I. The Placing of the GPS Tracking Device
{¶ 5} Centerville Police Officer Daniel Osterfeld was aware that a number of thefts had been
occurring at car dealerships on Loop Road, in Centerville. Osterfeld knew that Henry had been involved
previously in thefts from car dealerships. Osterfeld knew that Henry had been released from prison in
May 2010.
{¶ 6} When Osterfeld learned that Henry had been arrested on an outstanding traffic warrant
and that the car he was driving, which he had previously been observed driving, had been towed, Osterfeld
decided to place a GPS tracking device on the car. Henry did not own the car.
{¶ 7} Osterfeld went to the lot where the car had been towed, and identified himself as a police
officer. He asked to see the car. Osterfeld placed a GPS tracking device, and a supplemental battery
pack, on the underneath of the car. Both the tracking device and the battery pack were attached to the car
magnetically; they were not otherwise attached to the car. The tracking device provided the location and
speed of the car, but not any other information concerning the car.

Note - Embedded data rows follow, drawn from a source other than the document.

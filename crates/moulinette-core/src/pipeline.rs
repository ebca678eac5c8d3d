//! pipeline.rs — La passe de transformation, fichier par fichier.
//!
//! Séquence : dériver le chemin de l'artefact intermédiaire, invoquer le
//! compilateur sur le fichier D'ORIGINE, lire la sortie UTF-8, la supprimer
//! aussitôt, puis — si `sourceMap` — incruster la map réécrite et recoller
//! le commentaire de mapping. Chaque échec est terminal pour ce fichier et
//! remonte par `Err` ; les diagnostics compilateur, eux, sont loggés en
//! erreur et ne bloquent jamais la lecture de la sortie.
//!
//! Une passe réussie ne laisse aucun artefact derrière elle. Sur échec en
//! cours de route, les artefacts déjà écrits peuvent rester : le contrat de
//! propreté ne vaut que pour le chemin succès.

use std::fs;

use camino::{Utf8Path, Utf8PathBuf};

use crate::compiler::Compiler;
use crate::descriptor::FileDescriptor;
use crate::error::Error;
use crate::options::TscOptions;
use crate::sourcemap;

const LOG_TARGET: &str = "moulinette::pipeline";

/// Suffixe des artefacts intermédiaires. Distinct de `.js` pour qu'une
/// sortie temporaire ne soit jamais confondue avec un vrai fichier projet.
pub const ARTIFACT_SUFFIX: &str = ".mln.js";

/// Chemin de sortie intermédiaire, dérivé déterministiquement du fichier
/// d'origine. Deux passes simultanées sur le MÊME fichier partageraient ce
/// chemin et se marcheraient dessus ; ce cas n'est pas supporté.
pub fn artifact_path(original: &Utf8Path) -> Utf8PathBuf {
    Utf8PathBuf::from(format!("{original}{ARTIFACT_SUFFIX}"))
}

/// Chemin de la map compagne d'une sortie intermédiaire.
pub fn map_path(out: &Utf8Path) -> Utf8PathBuf {
    Utf8PathBuf::from(format!("{out}.map"))
}

/// Compile un fichier à travers `compiler` et retourne le texte transformé.
/// Exactement une issue par appel : `Ok(texte)` ou `Err(raison)`.
///
/// `content` n'est pas ce que le compilateur lit — il travaille sur le
/// fichier d'origine. Le texte ne sert qu'à être embarqué dans la map.
pub fn compile_one(
    compiler: &dyn Compiler,
    file: &mut FileDescriptor,
    content: &str,
    opts: TscOptions,
) -> Result<String, Error> {
    let out = artifact_path(&file.original_path);
    let flags = opts.to_flags(&out);
    if opts.source_map {
        file.source_map_path = Some(map_path(&out));
    }

    compiler.compile(&file.original_path, &flags, &mut |d| {
        log::error!(target: LOG_TARGET, "{}", d.formatted());
    })?;

    let compiled = fs::read_to_string(&out).map_err(|source| Error::Read {
        path: out.clone(),
        source,
    })?;
    fs::remove_file(&out).map_err(|source| Error::Remove {
        path: out.clone(),
        source,
    })?;
    log::debug!(
        target: LOG_TARGET,
        "compilé \"{}\" ({} octets)",
        file.original_path,
        compiled.len()
    );

    if !opts.source_map {
        return Ok(compiled);
    }

    let uri = sourcemap::embed(content, file)?;
    if let Some(map_file) = &file.source_map_path {
        fs::remove_file(map_file).map_err(|source| Error::Remove {
            path: map_file.clone(),
            source,
        })?;
    }

    let stripped = sourcemap::strip_mapping_comment(&compiled);
    Ok(sourcemap::append_mapping_comment(&stripped, &uri))
}

/* ─────────────────────────── Tests ─────────────────────────── */
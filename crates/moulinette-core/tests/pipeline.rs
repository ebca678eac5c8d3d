//! Tests d'intégration du pipeline avec un compilateur factice qui écrit de
//! vrais artefacts sur disque, sans dépendre d'un `tsc` installé.

use std::fs;
use std::sync::Mutex;

use base64::engine::general_purpose::STANDARD;
use base64::Engine as _;
use camino::{Utf8Path, Utf8PathBuf};
use tempfile::TempDir;

use moulinette_core::sourcemap::DATA_URI_PREFIX;
use moulinette_core::{
    pipeline, Compiler, Diagnostic, Error, FileDescriptor, HarnessConfig, OptionPatch, PluginArgs,
    Preprocessor, Registry, Severity, SourceMap, TscOptions, TscPreprocessor,
};

/// Compilateur factice : écrit `output` au chemin `--outFile`, la map à côté
/// si `--sourceMap` est demandé, et remonte ses diagnostics. Il mémorise la
/// dernière ligne de commande reçue.
struct FakeTsc {
    output: Option<String>,
    map: Option<String>,
    diagnostics: Vec<Diagnostic>,
    seen: Mutex<Vec<String>>,
}

impl FakeTsc {
    fn emitting(output: &str) -> Self {
        Self {
            output: Some(output.to_string()),
            map: None,
            diagnostics: Vec::new(),
            seen: Mutex::new(Vec::new()),
        }
    }

    fn with_map(output: &str, map: &str) -> Self {
        Self {
            map: Some(map.to_string()),
            ..Self::emitting(output)
        }
    }

    fn broken() -> Self {
        Self {
            output: None,
            map: None,
            diagnostics: Vec::new(),
            seen: Mutex::new(Vec::new()),
        }
    }

    fn diagnosing(output: &str, diagnostics: Vec<Diagnostic>) -> Self {
        Self {
            diagnostics,
            ..Self::emitting(output)
        }
    }
}

impl Compiler for FakeTsc {
    fn compile(
        &self,
        source: &Utf8Path,
        flags: &[String],
        on_diag: &mut dyn FnMut(Diagnostic),
    ) -> Result<(), Error> {
        let mut seen = self.seen.lock().unwrap();
        *seen = flags.to_vec();
        seen.push(source.to_string());

        let out = flag_value(flags, "--outFile").expect("--outFile est toujours forcé");
        if let Some(text) = &self.output {
            fs::write(&out, text).unwrap();
        }
        if flags.iter().any(|f| f == "--sourceMap") {
            if let Some(map) = &self.map {
                fs::write(format!("{out}.map"), map).unwrap();
            }
        }
        for d in &self.diagnostics {
            on_diag(d.clone());
        }
        Ok(())
    }
}

fn flag_value(flags: &[String], key: &str) -> Option<String> {
    flags
        .iter()
        .position(|f| f == key)
        .and_then(|i| flags.get(i + 1))
        .cloned()
}

fn workdir() -> (TempDir, Utf8PathBuf) {
    let dir = tempfile::tempdir().unwrap();
    let path = Utf8PathBuf::from_path_buf(dir.path().to_path_buf()).unwrap();
    (dir, path)
}

fn ts_file(dir: &Utf8Path, name: &str, content: &str) -> Utf8PathBuf {
    let path = dir.join(name);
    fs::write(&path, content).unwrap();
    path
}

fn preprocessor(compiler: FakeTsc, global: OptionPatch, args: OptionPatch) -> TscPreprocessor {
    let config = HarnessConfig {
        options: global,
        ..HarnessConfig::default()
    };
    let args = PluginArgs {
        options: args,
        transform_path: None,
    };
    TscPreprocessor::with_compiler(args, &config, Box::new(compiler))
}

fn entries(dir: &Utf8Path) -> Vec<String> {
    let mut names: Vec<String> = fs::read_dir(dir)
        .unwrap()
        .map(|e| e.unwrap().file_name().to_string_lossy().into_owned())
        .collect();
    names.sort();
    names
}

#[test]
fn pass_returns_the_compiled_text_and_sets_the_output_path() {
    let (_guard, dir) = workdir();
    let src = ts_file(&dir, "a.ts", "let x: number = 1;");

    let pp = preprocessor(
        FakeTsc::emitting("var x = 1;\n"),
        OptionPatch::default(),
        OptionPatch::default(),
    );
    let mut fd = FileDescriptor::new(src);
    let out = pp.process("let x: number = 1;", &mut fd).unwrap();

    assert_eq!(out, "var x = 1;\n");
    assert_eq!(fd.path, dir.join("a.js"));
    assert!(fd.source_map_path.is_none());
    assert!(fd.source_map.is_none());
    assert_eq!(entries(&dir), vec!["a.ts"]);
}

#[test]
fn the_compiler_reads_the_original_file_with_separate_tokens() {
    let (_guard, dir) = workdir();
    let src = ts_file(&dir, "a.ts", "let x = 1;");

    let tsc = FakeTsc::emitting("var x = 1;\n");
    let mut opts = TscOptions::default();
    opts.apply(&OptionPatch {
        target: Some("ES2020".into()),
        ..OptionPatch::default()
    });
    let mut fd = FileDescriptor::new(src.clone());
    pipeline::compile_one(&tsc, &mut fd, "let x = 1;", opts).unwrap();

    let seen = tsc.seen.lock().unwrap().clone();
    assert_eq!(
        seen,
        vec![
            "--outFile".to_string(),
            format!("{src}.mln.js"),
            "--target".to_string(),
            "ES2020".to_string(),
            src.to_string(),
        ]
    );
}

#[test]
fn compiler_diagnostics_do_not_abort_the_pass() {
    let (_guard, dir) = workdir();
    let src = ts_file(&dir, "bad.ts", "let x: number = 'oops';");

    let diag = Diagnostic {
        file: Some("bad.ts".into()),
        line: Some(1),
        col: Some(5),
        code: Some("TS2322".into()),
        severity: Severity::Error,
        message: "Type 'string' is not assignable to type 'number'.".into(),
    };
    let pp = preprocessor(
        FakeTsc::diagnosing("var x = 'oops';\n", vec![diag]),
        OptionPatch::default(),
        OptionPatch::default(),
    );

    let mut fd = FileDescriptor::new(src);
    let out = pp.process("let x: number = 'oops';", &mut fd).unwrap();
    assert_eq!(out, "var x = 'oops';\n");
}

#[test]
fn missing_compiler_output_fails_the_pass() {
    let (_guard, dir) = workdir();
    let src = ts_file(&dir, "a.ts", "let x = 1;");

    let pp = preprocessor(
        FakeTsc::broken(),
        OptionPatch::default(),
        OptionPatch::default(),
    );
    let mut fd = FileDescriptor::new(src);
    let err = pp.process("let x = 1;", &mut fd).unwrap_err();

    match err {
        Error::Read { path, .. } => assert!(path.as_str().ends_with("a.ts.mln.js"), "{path}"),
        other => panic!("attendu Error::Read, obtenu {other}"),
    }
}

#[test]
fn source_map_is_embedded_rewritten_and_cleaned_up() {
    let (_guard, dir) = workdir();
    let content = "let x: number = 1;";
    let src = ts_file(&dir, "a.ts", content);

    let compiled = "var x = 1;\n//# sourceMappingURL=a.ts.mln.js.map\n";
    let map = r#"{"version":3,"file":"a.ts.mln.js","sourceRoot":"","sources":["a.ts"],"names":[],"mappings":"AAAA,IAAI"}"#;
    let args = OptionPatch {
        source_map: Some(true),
        ..OptionPatch::default()
    };
    let pp = preprocessor(FakeTsc::with_map(compiled, map), OptionPatch::default(), args);

    let mut fd = FileDescriptor::new(src.clone());
    let out = pp.process(content, &mut fd).unwrap();

    // L'ancienne référence fichier est partie, le data URI est accroché.
    assert!(!out.contains("//#"), "{out}");
    assert_eq!(out.matches("sourceMappingURL").count(), 1);
    assert!(out.starts_with("var x = 1;\n"));

    let uri = out
        .lines()
        .find_map(|l| l.strip_prefix("//@ sourceMappingURL="))
        .expect("commentaire de mapping absent");
    let b64 = uri.strip_prefix(DATA_URI_PREFIX).expect("préfixe data URI");
    let decoded = STANDARD.decode(b64).unwrap();
    let embedded: SourceMap = serde_json::from_slice(&decoded).unwrap();

    assert_eq!(embedded.version, 3);
    assert_eq!(embedded.sources, vec!["a.ts"]);
    assert_eq!(
        embedded.sources_content.as_deref(),
        Some(&[content.to_string()][..])
    );
    assert_eq!(embedded.file.as_deref(), Some("a.js"));
    assert_eq!(embedded.mappings, "AAAA,IAAI");

    // Le descripteur garde la map réécrite et le chemin intermédiaire.
    assert_eq!(fd.source_map_path, Some(Utf8PathBuf::from(format!("{src}.mln.js.map"))));
    assert_eq!(fd.source_map.as_ref(), Some(&embedded));

    // Plus aucun artefact : seul le source reste.
    assert_eq!(entries(&dir), vec!["a.ts"]);
}

#[test]
fn requested_map_must_exist() {
    let (_guard, dir) = workdir();
    let src = ts_file(&dir, "a.ts", "let x = 1;");

    let args = OptionPatch {
        source_map: Some(true),
        ..OptionPatch::default()
    };
    // Sortie écrite, mais pas de map.
    let pp = preprocessor(
        FakeTsc::emitting("var x = 1;\n"),
        OptionPatch::default(),
        args,
    );
    let mut fd = FileDescriptor::new(src);
    let err = pp.process("let x = 1;", &mut fd).unwrap_err();

    match err {
        Error::Read { path, .. } => assert!(path.as_str().ends_with(".mln.js.map"), "{path}"),
        other => panic!("attendu Error::Read, obtenu {other}"),
    }
}

#[test]
fn an_unreadable_map_is_a_parse_error() {
    let (_guard, dir) = workdir();
    let src = ts_file(&dir, "a.ts", "let x = 1;");

    let args = OptionPatch {
        source_map: Some(true),
        ..OptionPatch::default()
    };
    let pp = preprocessor(
        FakeTsc::with_map("var x = 1;\n", "pas du json"),
        OptionPatch::default(),
        args,
    );
    let mut fd = FileDescriptor::new(src);
    let err = pp.process("let x = 1;", &mut fd).unwrap_err();
    assert!(matches!(err, Error::MapParse { .. }), "{err}");
}

#[test]
fn untouched_text_when_no_map_is_requested() {
    let (_guard, dir) = workdir();
    let src = ts_file(&dir, "a.ts", "let x = 1;");

    // Sans `sourceMap`, la référence fichier laissée par le compilateur
    // reste en place : aucune chirurgie de commentaire.
    let compiled = "var x = 1;\n//# sourceMappingURL=a.ts.mln.js.map\n";
    let pp = preprocessor(
        FakeTsc::emitting(compiled),
        OptionPatch::default(),
        OptionPatch::default(),
    );
    let mut fd = FileDescriptor::new(src);
    let out = pp.process("let x = 1;", &mut fd).unwrap();
    assert_eq!(out, compiled);
}

#[test]
fn process_with_fires_exactly_once_on_success() {
    let (_guard, dir) = workdir();
    let src = ts_file(&dir, "a.ts", "let x = 1;");

    let pp = preprocessor(
        FakeTsc::emitting("var x = 1;\n"),
        OptionPatch::default(),
        OptionPatch::default(),
    );
    let mut fd = FileDescriptor::new(src);
    let mut calls = 0;
    pp.process_with("let x = 1;", &mut fd, |res| {
        calls += 1;
        assert_eq!(res.unwrap(), "var x = 1;\n");
    });
    assert_eq!(calls, 1);
}

#[test]
fn global_options_survive_empty_invocation_args() {
    // {bare:true} en défaut, {bare:false} au bloc global, rien en args :
    // la valeur effective est false.
    let pp = preprocessor(
        FakeTsc::broken(),
        OptionPatch {
            bare: Some(false),
            ..OptionPatch::default()
        },
        OptionPatch::default(),
    );
    assert!(!pp.options().bare);
}

#[test]
fn a_registry_built_preprocessor_runs_the_same_pipeline() {
    let (_guard, dir) = workdir();
    let src = ts_file(&dir, "a.ts", "let x = 1;");

    // Le vrai backend `tsc` est inutilisable ici ; on vérifie que la
    // fabrique enregistrée produit bien un préprocesseur nommé, et que la
    // passe échoue proprement en lancement si le binaire n'existe pas.
    let config = HarnessConfig {
        compiler: moulinette_core::CompilerConfig {
            tsc_bin: Some("/nonexistent/moulinette-tsc".into()),
            timeout: None,
        },
        ..HarnessConfig::default()
    };
    let pp = Registry::with_defaults()
        .create("typescript", PluginArgs::default(), &config)
        .unwrap();
    assert_eq!(pp.name(), "typescript");

    let mut fd = FileDescriptor::new(src);
    let err = pp.process("let x = 1;", &mut fd).unwrap_err();
    assert!(matches!(err, Error::Spawn { .. }), "{err}");
    assert_eq!(fd.path, dir.join("a.js"));
}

{¶ 8} For several weeks while Osterfeld and other officers periodically checked the information
from the tracking device, nothing of note occurred. Then, on the night of December 28-29, 2010, the car
traveled to Columbus, Ohio, and back. Osterfeld was aware that car dealerships in Columbus and its
suburbs had been experiencing thefts. Osterfeld decided to go to the location of the car.
{¶ 9} Osterfeld caught up with the car in front of a convenience store on North Main Street, in
Dayton. Henry and another man walked out of the front door of the store and spoke for a couple minutes.
Then Henry opened up the back of the car and removed three large chrome truck tires, which were wheeled
in to the store.
{¶ 10} Henry left and came back with five more wheels. At that point, he was arrested.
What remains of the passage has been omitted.